The most recognizable exterior feature of Tropicana Field is the slanted roof. It was designed at an angle to reduce the interior volume in order to reduce cooling costs, and to better protect the stadium from hurricanes. The dome is supported by a tensegrity structure and is lit up with orange lights after the Rays win a home game. When the Minnesota Twins vacated the Hubert H. Humphrey Metrodome following the 2009 season and moved into Target Field in 2010, Tropicana Field became the only active Major League Baseball stadium with a fixed (i.e., not retractable) roof.

The main rotunda, on the east end of the stadium, resembles the Ebbets Field rotunda on the interior. The walkway to the main entrance of the park features a 900 ft (270 m) long ceramic tile mosaic, made of 1,849,091 one-inch-square tiles. It is the largest outdoor tile mosaic in Florida, and the fifth-largest in the United States. It was sponsored by Florida Power Corporation, which is now a part of Duke Energy.[33]

The primary 100-level concourse is at street level, with elevators, escalators and stairs separating the outfield and infield sections, since the ground is at different grades on either side. The 200-level loge box concourse is further separated, and is carpeted, as it includes the entrances to most of the luxury suites. The 300-level concourse is the highest of the concourses.

Seating and amenities

Seating at Tropicana Field is arranged with odd sections on the third base side and even sections on the first base side. The 100-level seating wraps around the entire field with a 360° walkway. Behind the stadium's batter's eye is a center field common area, known as The Porch, which provides fans with open seating and standing room to watch games. The Porch, along with other facility improvements, was part of a multimillion-dollar renovation project that was completed before the start of the 2014 season.[35] Loge boxes are featured along the infield of the 100-level from foul pole to foul pole. 200-level seating features 20 sections along the foul lines, broken by the press box behind home plate, with the luxury boxes directly behind and above them. 300-level seating wraps around the infield along the lines, and also features the "tbt* Party Deck", a small-capacity seating area above the left field outfield seats with separate concessions inside. Rows are lettered starting closest to home plate and rise further away.

There are a total of 70 luxury suites. 48 are accessible from the 200-level, while the other 15 are located on the 100-level.

There are a total of 2,776 club seats at Tropicana Field. The Dex Imaging Home Plate Club features its own entrance, recliner seats, and a premium buffet with in-seat service. The second club section, the Rays Club, is along the first-base side on the 100-level at the Loge Box level.
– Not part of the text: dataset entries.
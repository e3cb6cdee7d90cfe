pub mod event;
pub mod memory;
pub mod parse;
pub mod stats;
pub mod syscalls;

#[cfg(feature = "bpf")]
pub mod bpf;

use std::sync::Arc;

use thiserror::Error;

use self::event::{
    AllocationRecord, CombinedStackCounter, KernelCacheCounter, Symbol, SyscallCounter,
};

/// Failures reported by an instrumentation table.
#[derive(Error, Debug)]
pub enum TableError {
    #[error("clearing {name}: {reason}")]
    Clear { name: &'static str, reason: String },
}

impl TableError {
    /// Judge a key-by-key clear of `total` entries where `failed` deletes
    /// failed. Only a clear that removed nothing is an error; leftovers of a
    /// partial clear carry into the next window.
    pub fn check_clear(name: &'static str, failed: usize, total: usize) -> Result<(), Self> {
        if failed == 0 {
            return Ok(());
        }
        if failed == total {
            return Err(Self::Clear {
                name,
                reason: format!("failed to delete all {failed} keys"),
            });
        }

        tracing::debug!(table = name, failed, total, "partial clear, leftovers carry over");
        Ok(())
    }
}

/// Live allocations keyed by address.
///
/// `allocations()` enumerates entries as of the call; entries may be added
/// or removed while it runs and the result is not atomic across the table.
pub trait AllocationTable: Send + Sync {
    /// Monotonic clock reading on the same timebase as record timestamps.
    fn monotonic_now_ns(&self) -> u64;

    /// Copy out the current allocation records.
    fn allocations(&self) -> Vec<AllocationRecord>;
}

/// Captured call stacks keyed by stack id.
pub trait StackTable: Send + Sync {
    /// Return the instruction pointers of a stack, innermost frame first.
    /// `None` when the stack was evicted or never captured.
    fn addresses(&self, stack_id: i64) -> Option<Vec<u64>>;

    /// Number of stacks currently held.
    fn stack_count(&self) -> usize;
}

/// Long-lived per-stack alloc/free counters.
pub trait CombinedAllocTable: Send + Sync {
    fn combined_counters(&self) -> Vec<CombinedStackCounter>;
}

/// Per slab-cache counters.
pub trait KernelCacheTable: Send + Sync {
    fn cache_counters(&self) -> Vec<KernelCacheCounter>;
}

/// Windowed per-syscall counters.
pub trait SyscallTable: Send + Sync {
    fn syscall_counters(&self) -> Vec<SyscallCounter>;

    /// Remove every entry so the next window starts empty.
    fn clear(&self) -> Result<(), TableError>;
}

/// Resolves a code address in a process (or the kernel for pid <= 0).
pub trait Symbolizer: Send + Sync {
    fn symbolize(&self, pid: i32, address: u64) -> Option<Symbol>;
}

/// The set of collaborators an aggregation pass reads from.
#[derive(Clone)]
pub struct Tables {
    pub allocs: Arc<dyn AllocationTable>,
    pub stacks: Arc<dyn StackTable>,
    pub combined: Arc<dyn CombinedAllocTable>,
    pub kernel_caches: Arc<dyn KernelCacheTable>,
    pub syscalls: Arc<dyn SyscallTable>,
    pub symbolizer: Arc<dyn Symbolizer>,
}

impl Tables {
    /// Use one object for every table, as both backends do.
    pub fn from_shared<T>(tables: Arc<T>) -> Self
    where
        T: AllocationTable
            + StackTable
            + CombinedAllocTable
            + KernelCacheTable
            + SyscallTable
            + Symbolizer
            + 'static,
    {
        Self {
            allocs: tables.clone(),
            stacks: tables.clone(),
            combined: tables.clone(),
            kernel_caches: tables.clone(),
            syscalls: tables.clone(),
            symbolizer: tables,
        }
    }
}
It features its own premium buffet and premium seating.

Field-level party sections were installed in the corners in 2006. The left field party section is named "162 Landing", in reference to Evan Longoria's walk-off home run in the 162nd and final regular season game of the 2011 season that landed in that section, which clinched the American League wild card for the Rays. The right field party section is the "Papa John's Bullpen Box." When the right field corner was sponsored by the fast food chain Checkers, tickets to the "Checkers Bullpen Cafe" included a free meal at the Checkers kiosk immediately adjacent to the section. As of 2008, both party sections feature all-you-can-eat buffets.

In 2008, the Rays also set aside a section of the press boxes on the right field side as an all-you-can-eat buffet section with typical ballpark fare. It is usually available for group parties, but it is available for individual ticketing on select dates.

Currently, the top ⅓ of the upper deck seating is tarped over, artificially reducing the stadium's capacity to 36,048 for the 2008 regular season. It was further reduced to 35,041 for the 2008 postseason since the tbt* Party Deck has been reserved by Major League Baseball as an auxiliary press area. On October 14, 2008, the Rays announced that the upper deck tarps would be removed for the remainder of the postseason, starting with a Game 6 of the 2008 American League Championship Series. This increased the capacity of the stadium to nearly 41,000, depending on standing-room-only tickets sold.[36]

The Rays Touch Tank

Just over the right-center field fence is the Rays Touch Tank. This 35-foot, 10,000 gallon tank is filled with cownose rays that were taken from Tampa Bay waters. Admission to the tank area is free for all fans attending home games, but there is a limit of 50 people in the area at any given time. Not only do fans get to see the rays up close and get an education about them, but they are allowed to feed them as well.

The tank helps to create an awareness of the Florida Aquarium, and educates people about rays and other aquatic life.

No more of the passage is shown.